**Exercise directions**. Write out the full listing exactly.

**Records to use**.
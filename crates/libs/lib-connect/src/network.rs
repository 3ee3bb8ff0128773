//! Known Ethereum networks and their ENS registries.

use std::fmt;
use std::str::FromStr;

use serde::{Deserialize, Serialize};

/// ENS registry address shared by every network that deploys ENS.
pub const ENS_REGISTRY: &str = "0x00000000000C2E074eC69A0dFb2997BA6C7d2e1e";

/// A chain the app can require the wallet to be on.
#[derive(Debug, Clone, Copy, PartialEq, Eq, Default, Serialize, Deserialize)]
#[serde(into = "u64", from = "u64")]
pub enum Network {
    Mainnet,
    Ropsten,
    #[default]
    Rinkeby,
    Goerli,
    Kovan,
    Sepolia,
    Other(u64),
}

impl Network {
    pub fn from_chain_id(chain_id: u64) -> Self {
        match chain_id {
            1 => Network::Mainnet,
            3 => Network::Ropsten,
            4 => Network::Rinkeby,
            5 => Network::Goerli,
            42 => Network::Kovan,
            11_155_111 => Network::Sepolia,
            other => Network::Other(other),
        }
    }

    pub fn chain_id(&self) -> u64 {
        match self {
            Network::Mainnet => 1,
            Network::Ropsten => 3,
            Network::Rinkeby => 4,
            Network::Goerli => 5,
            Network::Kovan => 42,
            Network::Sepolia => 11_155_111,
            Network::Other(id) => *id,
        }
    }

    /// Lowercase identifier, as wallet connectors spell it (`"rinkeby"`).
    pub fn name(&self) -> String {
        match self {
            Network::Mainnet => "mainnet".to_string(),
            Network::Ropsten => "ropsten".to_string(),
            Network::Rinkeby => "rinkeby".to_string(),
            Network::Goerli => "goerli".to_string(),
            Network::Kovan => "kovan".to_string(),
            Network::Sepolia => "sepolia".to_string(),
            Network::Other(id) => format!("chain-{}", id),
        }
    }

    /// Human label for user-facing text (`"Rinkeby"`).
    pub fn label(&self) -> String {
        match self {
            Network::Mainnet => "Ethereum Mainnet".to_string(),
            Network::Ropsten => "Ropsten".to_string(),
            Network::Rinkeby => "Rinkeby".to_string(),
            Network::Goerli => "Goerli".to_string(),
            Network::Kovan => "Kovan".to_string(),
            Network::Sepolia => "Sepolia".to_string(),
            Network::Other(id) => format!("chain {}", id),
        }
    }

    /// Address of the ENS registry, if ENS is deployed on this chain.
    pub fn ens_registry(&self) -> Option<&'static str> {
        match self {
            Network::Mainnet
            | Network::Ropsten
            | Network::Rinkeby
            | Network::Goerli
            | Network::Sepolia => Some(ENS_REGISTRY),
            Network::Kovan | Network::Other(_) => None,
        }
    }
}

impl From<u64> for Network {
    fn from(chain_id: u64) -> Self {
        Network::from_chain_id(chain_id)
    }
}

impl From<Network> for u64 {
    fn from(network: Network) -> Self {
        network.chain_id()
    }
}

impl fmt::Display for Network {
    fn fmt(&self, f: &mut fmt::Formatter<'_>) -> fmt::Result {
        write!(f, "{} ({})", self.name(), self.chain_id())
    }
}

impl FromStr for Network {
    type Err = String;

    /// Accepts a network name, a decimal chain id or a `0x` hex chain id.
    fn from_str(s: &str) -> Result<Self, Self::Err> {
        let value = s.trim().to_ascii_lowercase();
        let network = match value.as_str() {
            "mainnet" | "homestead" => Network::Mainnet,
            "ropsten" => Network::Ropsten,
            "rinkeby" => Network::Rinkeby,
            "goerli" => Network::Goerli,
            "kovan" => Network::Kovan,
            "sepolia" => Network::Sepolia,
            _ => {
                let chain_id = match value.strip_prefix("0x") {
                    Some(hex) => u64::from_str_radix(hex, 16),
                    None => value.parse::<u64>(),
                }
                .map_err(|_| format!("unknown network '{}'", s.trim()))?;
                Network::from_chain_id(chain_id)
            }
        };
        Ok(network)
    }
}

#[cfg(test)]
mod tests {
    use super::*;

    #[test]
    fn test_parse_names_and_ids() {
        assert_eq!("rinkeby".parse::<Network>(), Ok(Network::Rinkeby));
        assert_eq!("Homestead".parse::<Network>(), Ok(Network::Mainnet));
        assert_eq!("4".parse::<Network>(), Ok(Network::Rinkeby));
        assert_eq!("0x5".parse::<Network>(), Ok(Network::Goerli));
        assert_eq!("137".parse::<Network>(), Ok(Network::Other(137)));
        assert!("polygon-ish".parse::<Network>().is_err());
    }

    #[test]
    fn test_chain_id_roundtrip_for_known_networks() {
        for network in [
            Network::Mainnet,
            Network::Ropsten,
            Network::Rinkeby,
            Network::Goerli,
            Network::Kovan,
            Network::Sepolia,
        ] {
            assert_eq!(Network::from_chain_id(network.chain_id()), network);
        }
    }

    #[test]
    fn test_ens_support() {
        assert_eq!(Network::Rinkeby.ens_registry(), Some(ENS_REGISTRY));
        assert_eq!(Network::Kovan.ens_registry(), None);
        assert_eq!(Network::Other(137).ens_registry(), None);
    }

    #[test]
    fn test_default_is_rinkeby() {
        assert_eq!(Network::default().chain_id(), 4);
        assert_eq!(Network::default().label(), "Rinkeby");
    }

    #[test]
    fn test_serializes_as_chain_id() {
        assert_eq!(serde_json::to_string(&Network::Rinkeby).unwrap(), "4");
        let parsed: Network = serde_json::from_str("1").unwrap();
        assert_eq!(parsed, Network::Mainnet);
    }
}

**Solution to the exercise**.
filename crates/libs/lib-connect/src/network.rs
repository 3ee3bb8ff0128773
//! Known Ethereum networks and their ENS registries.

use std::fmt;
use std::str::FromStr;

use serde::{Deserialize, Serialize};

/// ENS registry address shared by every network that deploys ENS.
pub const ENS_REGISTRY: &str = "0x00000000000C2E074eC69A0dFb2997BA6C7d2e1e";

/// A chain the app can require the wallet to be on.
#[derive(Debug, Clone, Copy, PartialEq, Eq, Default, Serialize, Deserialize)]
#[serde(into = "u64", from = "u64")]
pub enum Network {
    Mainnet,
    Ropsten,
    #[default]
    Rinkeby,
    Goerli,
    Kovan,
    Sepolia,
    Other(u64),
}

impl Network {
    pub fn from_chain_id(chain_id: u64) -> Self {
        match chain_id {
            1 => Network::Mainnet,
            3 => Network::Ropsten,
            4 => Network::Rinkeby,
            5 => Network::Goerli,
            42 => Network::Kovan,
            11_155_111 => Network::Sepolia,
            other => Network::Other(other),
        }
    }

    pub fn chain_id(&self) -> u64 {
        match self {
            Network::Mainnet => 1,
            Network::Ropsten => 3,
            Network::Rinkeby => 4,
            Network::Goerli => 5,
            Network::Kovan => 42,
            Network::Sepolia => 11_155_111,
            Network::Other(id) => *id,
        }
    }

    /// Lowercase identifier, as wallet connectors spell it (`"rinkeby"`).
    pub fn name(&self) -> String {
        match self {
            Network::Mainnet => "mainnet".to_string(),
            Network::Ropsten => "ropsten".to_string(),
            Network::Rinkeby => "rinkeby".to_string(),
            Network::Goerli => "goerli".to_string(),
            Network::Kovan => "kovan".to_string(),
            Network::Sepolia => "sepolia".to_string(),
            Network::Other(id) => format!("chain-{}", id),
        }
    }

    /// Human label for user-facing text (`"Rinkeby"`).
    pub fn label(&self) -> String {
        match self {
            Network::Mainnet => "Ethereum Mainnet".to_string(),
            Network::Ropsten => "Ropsten".to_string(),
            Network::Rinkeby => "Rinkeby".to_string(),
            Network::Goerli => "Goerli".to_string(),
            Network::Kovan => "Kovan".to_string(),
            Network::Sepolia => "Sepolia".to_string(),
            Network::Other(id) => format!("chain {}", id),
        }
    }

    /// Address of the ENS registry, if ENS is deployed on this chain.
    pub fn ens_registry(&self) -> Option<&'static str> {
        match self {
            Network::Mainnet
            | Network::Ropsten
            | Network::Rinkeby
            | Network::Goerli
            | Network::Sepolia => Some(ENS_REGISTRY),
            Network::Kovan | Network::Other(_) => None,
        }
    }
}

impl From<u64> for Network {
    fn from(chain_id: u64) -> Self {
        Network::from_chain_id(chain_id)
    }
}

impl From<Network> for u64 {
    fn from(network: Network) -> Self {
        network.chain_id()
    }
}

impl fmt::Display for Network {
    fn fmt(&self, f: &mut fmt::Formatter<'_>) -> fmt::Result {
        write!(f, "{} ({})", self.name(), self.chain_id())
    }
}

impl FromStr for Network {
    type Err = String;

    /// Accepts a network name, a decimal chain id or a `0x` hex chain id.
    fn from_str(s: &str) -> Result<Self, Self::Err> {
        let value = s.trim().to_ascii_lowercase();
        let network = match value.as_str() {
            "mainnet" | "homestead" => Network::Mainnet,
            "ropsten" => Network::Ropsten,
            "rinkeby" => Network::Rinkeby,
            "goerli" => Network::Goerli,
            "kovan" => Network::Kovan,
            "sepolia" => Network::Sepolia,
            _ => {
                let chain_id = match value.strip_prefix("0x") {
                    Some(hex) => u64::from_str_radix(hex, 16),
                    None => value.parse::<u64>(),
                }
                .map_err(|_| format!("unknown network '{}'", s.trim()))?;
                Network::from_chain_id(chain_id)
            }
        };
        Ok(network)
    }
}

#[cfg(test)]
mod tests {
    use super::*;

    #[test]
    fn test_parse_names_and_ids() {
        assert_eq!("rinkeby".parse::<Network>(), Ok(Network::Rinkeby));
        assert_eq!("Homestead".parse::<Network>(), Ok(Network::Mainnet));
        assert_eq!("4".parse::<Network>(), Ok(Network::Rinkeby));
        assert_eq!("0x5".parse::<Network>(), Ok(Network::Goerli));
        assert_eq!("137".parse::<Network>(), Ok(Network::Other(137)));
        assert!("polygon-ish".parse::<Network>().is_err());
    }

    #[test]
    fn test_chain_id_roundtrip_for_known_networks() {
        for network in [
            Network::Mainnet,
            Network::Ropsten,
            Network::Rinkeby,
            Network::Goerli,
            Network::Kovan,
            Network::Sepolia,
        ] {
            assert_eq!(Network::from_chain_id(network.chain_id()), network);
        }
    }

    #[test]
    fn test_ens_support() {
        assert_eq!(Network::Rinkeby.ens_registry(), Some(ENS_REGISTRY));
        assert_eq!(Network::Kovan.ens_registry(), None);
        assert_eq!(Network::Other(137).ens_registry(), None);
    }

    #[test]
    fn test_default_is_rinkeby() {
        assert_eq!(Network::default().chain_id(), 4);
        assert_eq!(Network::default().label(), "Rinkeby");
    }

    #[test]
    fn test_serializes_as_chain_id() {
        assert_eq!(serde_json::to_string(&Network::Rinkeby).unwrap(), "4");
        let parsed: Network = serde_json::from_str("1").unwrap();
        assert_eq!(parsed, Network::Mainnet);
    }
}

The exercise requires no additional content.